The brothers had the island surveyed in 1819, and it was included into Monguagon Township in 1829. The island remained sparsely populated and an independent community, but it did not gain autonomy until the formation of Grosse Ile Township on October 27, 1914. The island of Grosse Ile is considered an affluent part of the Downriver community just south of the city of Detroit.

==Geography==
The island is bordered on the west by the Trenton Channel and on the east by the Livingston Channel. The island itself is divided by two canals. The area on the north, known as Hennepin Point, is undeveloped and the site of a historic lighthouse. The Grosse Ile Municipal Airport occupies the southernmost area of the island.

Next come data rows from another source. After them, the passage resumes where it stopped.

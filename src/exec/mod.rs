//! Code execution. A block of generated script is parsed, evaluated against
//! the uploaded tables inside a fresh [`Namespace`], and the finished
//! namespace is handed to artifact extraction.
//!
//! Execution is sandboxed by construction: the interpreter exposes only the
//! library surface the evaluator implements, so there is no filesystem,
//! network, or process access to restrict.

pub mod eval;
pub mod script;
pub mod value;

use std::collections::HashMap;

use tracing::{debug, warn};

use crate::chart::FigureRegistry;
use crate::error::{Result, VizError};
use crate::table::TableSet;

use eval::Evaluator;
use value::{Module, Value};

/// Variable bindings for one execution, in creation order, plus the open
/// figure registry and captured print output.
#[derive(Debug, Default)]
pub struct Namespace {
    values: HashMap<String, Value>,
    order: Vec<String>,
    pub figures: FigureRegistry,
    pub prints: Vec<String>,
}

impl Namespace {
    /// Fresh namespace with the standard preloaded bindings.
    pub fn with_bindings() -> Self {
        let mut ns = Self::default();
        ns.set("pd", Value::Module(Module::Pandas));
        ns.set("np", Value::Module(Module::Numpy));
        ns.set("plt", Value::Module(Module::Pyplot));
        ns.set("px", Value::Module(Module::PlotlyExpress));
        ns.set("go", Value::Module(Module::PlotlyGraphObjects));
        ns.set("alt", Value::Module(Module::Altair));
        ns.set("sns", Value::Module(Module::Seaborn));
        ns.set("datetime", Value::Module(Module::Datetime));
        ns.set("dataframes", Value::Tables);
        ns
    }

    pub fn get(&self, name: &str) -> Option<&Value> {
        self.values.get(name)
    }

    pub fn set(&mut self, name: &str, value: Value) {
        if !self.values.contains_key(name) {
            self.order.push(name.to_string());
        }
        self.values.insert(name.to_string(), value);
    }

    pub fn names_in_order(&self) -> impl Iterator<Item = &str> {
        self.order.iter().map(String::as_str)
    }
}

/// `True` when the code announces its own output, so the result-slot scan
/// should stay out of the way.
fn has_explicit_output(code: &str) -> bool {
    code.contains("print(") || code.contains("fig") || code.contains("plt")
}

/// Bind `result_value` to the first frame-like local, in creation order,
/// when the code produced no explicit output of its own.
fn fill_result_slot(ns: &mut Namespace, code: &str) {
    if has_explicit_output(code) || ns.get("result_value").is_some() {
        return;
    }
    let found = ns
        .order
        .iter()
        .find(|name| {
            matches!(
                ns.values.get(name.as_str()),
                Some(Value::Frame(_)) | Some(Value::Column(_))
            )
        })
        .cloned();
    if let Some(name) = found {
        if let Some(value) = ns.values.get(&name).cloned() {
            debug!(local = %name, "promoting frame to result_value");
            ns.set("result_value", value);
        }
    }
}

/// Strict datetime parse failures carry this signature; anything else is a
/// genuine execution error and is not retried.
fn is_date_mismatch(error: &VizError) -> bool {
    let message = error.to_string();
    message.contains("time data") && message.contains("doesn't match format")
}

/// Runs one code block against the uploaded tables.
pub struct Executor<'a> {
    tables: &'a mut TableSet,
}

impl<'a> Executor<'a> {
    pub fn new(tables: &'a mut TableSet) -> Self {
        Self { tables }
    }

    /// Execute a block. A strict date-format mismatch triggers one repair
    /// pass: temporal-looking columns are coerced in the stored tables and
    /// the block reruns against the repaired data. The coercion persists
    /// for later turns.
    pub fn run(&mut self, code: &str) -> Result<Namespace> {
        match self.run_once(code) {
            Ok(ns) => Ok(ns),
            Err(e) if is_date_mismatch(&e) => {
                warn!("date format mismatch, coercing temporal columns and retrying");
                self.tables.coerce_temporal_columns();
                self.run_once(code)
                    .map_err(|e2| VizError::Execution(format!("error after date preprocessing: {}", e2)))
            }
            Err(e) => Err(e),
        }
    }

    fn run_once(&self, code: &str) -> Result<Namespace> {
        let statements = script::parse(code)?;
        let mut ns = Namespace::with_bindings();
        {
            let mut evaluator = Evaluator {
                ns: &mut ns,
                tables: &*self.tables,
            };
            for statement in &statements {
                evaluator.exec_stmt(statement)?;
            }
        }
        fill_result_slot(&mut ns, code);
        Ok(ns)
    }
}

#[cfg(test)]
mod tests {
    use super::*;
    use crate::table::{SourceFormat, UploadedTable};
    use polars::df;
    use polars::prelude::*;

    fn sales_tables() -> TableSet {
        let data = df! [
            "region" => ["West", "East", "West", "East"],
            "sales" => [100.0, 150.0, 120.0, 80.0]
        ]
        .unwrap();
        let mut tables = TableSet::default();
        tables.insert(UploadedTable {
            name: "sales.csv".to_string(),
            data,
            format: SourceFormat::Csv,
        });
        tables
    }

    fn date_tables() -> TableSet {
        let data = df! [
            "order_date" => ["31/01/2023", "15/02/2023", "01/03/2023"],
            "amount" => [10.0, 20.0, 30.0]
        ]
        .unwrap();
        let mut tables = TableSet::default();
        tables.insert(UploadedTable {
            name: "orders.csv".to_string(),
            data,
            format: SourceFormat::Csv,
        });
        tables
    }

    #[test]
    fn groupby_and_bar_chart() {
        let mut tables = sales_tables();
        let code = "\
df = dataframes['sales.csv'].copy()
summary = df.groupby('region')['sales'].sum().reset_index()
plt.figure()
plt.bar(summary['region'], summary['sales'])
plt.title('Sales by region')
";
        let ns = Executor::new(&mut tables).run(code).unwrap();
        let handle = ns.figures.first_open().unwrap();
        let figure = ns.figures.get(handle).unwrap();
        assert_eq!(figure.title.as_deref(), Some("Sales by region"));
        assert_eq!(figure.series.len(), 1);
        // keys sorted: East then West
        assert_eq!(figure.series[0].labels, vec!["East", "West"]);
        assert_eq!(figure.series[0].values, vec![230.0, 220.0]);
    }

    #[test]
    fn filter_with_boolean_mask() {
        let mut tables = sales_tables();
        let code = "\
df = dataframes['sales.csv']
big = df[df['sales'] > 110]
";
        let ns = Executor::new(&mut tables).run(code).unwrap();
        match ns.get("big") {
            Some(Value::Frame(df)) => assert_eq!(df.height(), 2),
            other => panic!("expected frame, got {:?}", other),
        }
    }

    #[test]
    fn result_slot_promotes_first_frame() {
        let mut tables = sales_tables();
        let code = "summary = dataframes['sales.csv'].groupby('region')['sales'].mean()";
        let ns = Executor::new(&mut tables).run(code).unwrap();
        match ns.get("result_value") {
            Some(Value::Frame(df)) => {
                assert_eq!(df.height(), 2);
                assert!(df.column("region").is_ok());
            }
            other => panic!("expected result_value frame, got {:?}", other),
        }
    }

    #[test]
    fn result_slot_skipped_when_output_is_explicit() {
        let mut tables = sales_tables();
        let code = "\
summary = dataframes['sales.csv'].groupby('region')['sales'].sum()
print(summary)
";
        let ns = Executor::new(&mut tables).run(code).unwrap();
        assert!(ns.get("result_value").is_none());
        assert_eq!(ns.prints.len(), 1);
    }

    #[test]
    fn string_concatenation_in_print() {
        let mut tables = sales_tables();
        let code = "print('total for ' + 'East')";
        let ns = Executor::new(&mut tables).run(code).unwrap();
        assert_eq!(ns.prints, vec!["total for East".to_string()]);
    }

    #[test]
    fn date_mismatch_triggers_coercion_and_retry() {
        let mut tables = date_tables();
        let code = "\
df = dataframes['orders.csv'].copy()
df['order_date'] = pd.to_datetime(df['order_date'], format='%Y-%m-%d')
df['month'] = df['order_date'].dt.month
result_value = df
";
        // the strict format fails on day-first strings; the retry coerces
        // the stored column to dates, after which the parse passes through
        let ns = Executor::new(&mut tables).run(code).unwrap();
        match ns.get("result_value") {
            Some(Value::Frame(df)) => {
                assert_eq!(df.column("order_date").unwrap().dtype(), &DataType::Date);
                let months: Vec<Option<i8>> = df
                    .column("month")
                    .unwrap()
                    .cast(&DataType::Int8)
                    .unwrap()
                    .i8()
                    .unwrap()
                    .into_iter()
                    .collect();
                assert_eq!(months, vec![Some(1), Some(2), Some(3)]);
            }
            other => panic!("expected frame, got {:?}", other),
        }
        // the repaired column persists in the stored table
        assert_eq!(
            tables.frame("orders.csv").unwrap().column("order_date").unwrap().dtype(),
            &DataType::Date
        );
    }

    #[test]
    fn non_date_errors_are_not_retried() {
        let mut tables = sales_tables();
        let code = "df = dataframes['missing.csv']";
        let error = Executor::new(&mut tables).run(code).unwrap_err();
        assert!(!error.to_string().contains("after date preprocessing"));
    }

    #[test]
    fn plotly_express_builds_interactive_figure() {
        let mut tables = sales_tables();
        let code = "\
df = dataframes['sales.csv']
summary = df.groupby('region')['sales'].sum().reset_index()
fig = px.bar(summary, x='region', y='sales', title='Totals')
";
        let ns = Executor::new(&mut tables).run(code).unwrap();
        match ns.get("fig") {
            Some(Value::Interactive(figure)) => {
                assert_eq!(figure.traces.len(), 1);
                assert_eq!(figure.traces[0]["type"], serde_json::json!("bar"));
                assert_eq!(figure.layout["title"], serde_json::json!("Totals"));
            }
            other => panic!("expected interactive figure, got {:?}", other),
        }
    }

    #[test]
    fn altair_chart_round_trip() {
        let mut tables = sales_tables();
        let code = "\
df = dataframes['sales.csv']
chart = alt.Chart(df).mark_bar().encode(x='region:N', y='sales:Q').properties(title='By region')
";
        let ns = Executor::new(&mut tables).run(code).unwrap();
        match ns.get("chart") {
            Some(Value::Declarative(chart)) => {
                assert_eq!(chart.mark, "bar");
                assert_eq!(chart.title.as_deref(), Some("By region"));
                assert_eq!(chart.rows.len(), 4);
            }
            other => panic!("expected declarative chart, got {:?}", other),
        }
    }

    #[test]
    fn rejects_control_flow_with_visible_error() {
        let mut tables = sales_tables();
        let error = Executor::new(&mut tables)
            .run("for x in [1, 2]:\n    print(x)")
            .unwrap_err();
        assert!(error.to_string().contains("unsupported statement"));
    }
}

Grosse Ile is at the center of the Detroit River International Wildlife Refuge. A variety of river islands are located near Grosse Ile. To the southwest are Calf Island, Swan Island, Celeron Island and Round Island. To the southeast are Meso Island, Hickory Island, and Sugar Island; to the east are Elba Island, Fox Island, Powder House Island and Stony Island, as well as Bois Blanc Island (which is part of Canada).

While the majority of the township's residents live on Grosse Ile, the township itself contains over a dozen smaller islands—some of which are populated. Local residents sometimes refer to Grosse Ile as the Big Island, Main Island, or simply The Island to distinguish it from the township as a whole. The island is connected to the mainland by the Grosse Ile Toll Bridge and the Wayne County Bridge, both of which connect to West Jefferson Avenue.